• TASK REQUIREMENTS:
Retype each of the entries below exactly as written.

• Data excerpts:

————————

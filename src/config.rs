use crate::cli::{parse_size, split_inputs, Args, Setting};
use crate::constants::{DEFAULT_MAX_DIMENSION, DEFAULT_TARGET_SIZE};
use crate::error::Result;
use crate::formats::OutputFormat;
use crate::search::CompressionRequest;
use std::path::{Path, PathBuf};

/// Run configuration. Built once from the command line and passed by
/// reference to the batch driver, planner and search; never mutated.
#[derive(Debug, Clone, PartialEq, Eq)]
pub struct ShrinkConfig {
    pub input_dir: PathBuf,
    pub target_size: u64,
    pub max_dimension: u32,
    pub width: Option<u32>,
    pub height: Option<u32>,
    pub format: Option<OutputFormat>,
    pub recursive: bool,
    pub dry_run: bool,
}

impl Default for ShrinkConfig {
    fn default() -> Self {
        Self {
            input_dir: PathBuf::from("."),
            target_size: DEFAULT_TARGET_SIZE,
            max_dimension: DEFAULT_MAX_DIMENSION,
            width: None,
            height: None,
            format: None,
            recursive: false,
            dry_run: false,
        }
    }
}

impl ShrinkConfig {
    pub fn from_args(args: &Args) -> Result<Self> {
        let (dir, settings) = split_inputs(&args.inputs)?;
        let mut config = Self {
            input_dir: dir.unwrap_or_else(|| PathBuf::from(".")),
            target_size: parse_size(&args.target_size)?,
            max_dimension: args.max_dimension,
            recursive: args.recursive,
            dry_run: args.dry_run,
            ..Self::default()
        };

        // Later settings win
        for setting in settings {
            match setting {
                Setting::Width(w) => config.width = Some(w).filter(|&w| w > 0),
                Setting::Height(h) => config.height = Some(h).filter(|&h| h > 0),
                Setting::Format(format) => config.format = Some(format),
            }
        }

        Ok(config)
    }

    pub fn resize_requested(&self) -> bool {
        self.width.is_some() || self.height.is_some()
    }

    /// Explicit `t=` that differs from the source's own format
    pub fn conversion_requested(&self, source: &Path) -> bool {
        match self.format {
            Some(format) => OutputFormat::from_path(source) != Some(format),
            None => false,
        }
    }

    pub fn output_format_for(&self, source: &Path) -> OutputFormat {
        self.format
            .unwrap_or_else(|| OutputFormat::default_for_source(source))
    }

    /// Files already under budget are left alone unless the user asked for
    /// new geometry or a new format.
    pub fn should_skip(&self, source: &Path, original_size: u64) -> bool {
        original_size <= self.target_size
            && !self.resize_requested()
            && !self.conversion_requested(source)
    }

    pub fn request_for(&self, source: &Path, original_size: u64) -> CompressionRequest {
        CompressionRequest {
            source_path: source.to_path_buf(),
            original_size,
            target_size: self.target_size,
            requested_width: self.width,
            requested_height: self.height,
            max_dimension: self.max_dimension,
            target_format: self.output_format_for(source),
        }
    }
}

————————

• THE COMPLETED TASK:
filename src/config.rs
use crate::cli::{parse_size, split_inputs, Args, Setting};
use crate::constants::{DEFAULT_MAX_DIMENSION, DEFAULT_TARGET_SIZE};
use crate::error::Result;
use crate::formats::OutputFormat;
use crate::search::CompressionRequest;
use std::path::{Path, PathBuf};

/// Run configuration. Built once from the command line and passed by
/// reference to the batch driver, planner and search; never mutated.
#[derive(Debug, Clone, PartialEq, Eq)]
pub struct ShrinkConfig {
    pub input_dir: PathBuf,
    pub target_size: u64,
    pub max_dimension: u32,
    pub width: Option<u32>,
    pub height: Option<u32>,
    pub format: Option<OutputFormat>,
    pub recursive: bool,
    pub dry_run: bool,
}

impl Default for ShrinkConfig {
    fn default() -> Self {
        Self {
            input_dir: PathBuf::from("."),
            target_size: DEFAULT_TARGET_SIZE,
            max_dimension: DEFAULT_MAX_DIMENSION,
            width: None,
            height: None,
            format: None,
            recursive: false,
            dry_run: false,
        }
    }
}

impl ShrinkConfig {
    pub fn from_args(args: &Args) -> Result<Self> {
        let (dir, settings) = split_inputs(&args.inputs)?;
        let mut config = Self {
            input_dir: dir.unwrap_or_else(|| PathBuf::from(".")),
            target_size: parse_size(&args.target_size)?,
            max_dimension: args.max_dimension,
            recursive: args.recursive,
            dry_run: args.dry_run,
            ..Self::default()
        };

        // Later settings win
        for setting in settings {
            match setting {
                Setting::Width(w) => config.width = Some(w).filter(|&w| w > 0),
                Setting::Height(h) => config.height = Some(h).filter(|&h| h > 0),
                Setting::Format(format) => config.format = Some(format),
            }
        }

        Ok(config)
    }

    pub fn resize_requested(&self) -> bool {
        self.width.is_some() || self.height.is_some()
    }

    /// Explicit `t=` that differs from the source's own format
    pub fn conversion_requested(&self, source: &Path) -> bool {
        match self.format {
            Some(format) => OutputFormat::from_path(source) != Some(format),
            None => false,
        }
    }

    pub fn output_format_for(&self, source: &Path) -> OutputFormat {
        self.format
            .unwrap_or_else(|| OutputFormat::default_for_source(source))
    }

    /// Files already under budget are left alone unless the user asked for
    /// new geometry or a new format.
    pub fn should_skip(&self, source: &Path, original_size: u64) -> bool {
        original_size <= self.target_size
            && !self.resize_requested()
            && !self.conversion_requested(source)
    }

    pub fn request_for(&self, source: &Path, original_size: u64) -> CompressionRequest {
        CompressionRequest {
            source_path: source.to_path_buf(),
            original_size,
            target_size: self.target_size,
            requested_width: self.width,
            requested_height: self.height,
            max_dimension: self.max_dimension,
            target_format: self.output_format_for(source),
        }
    }
}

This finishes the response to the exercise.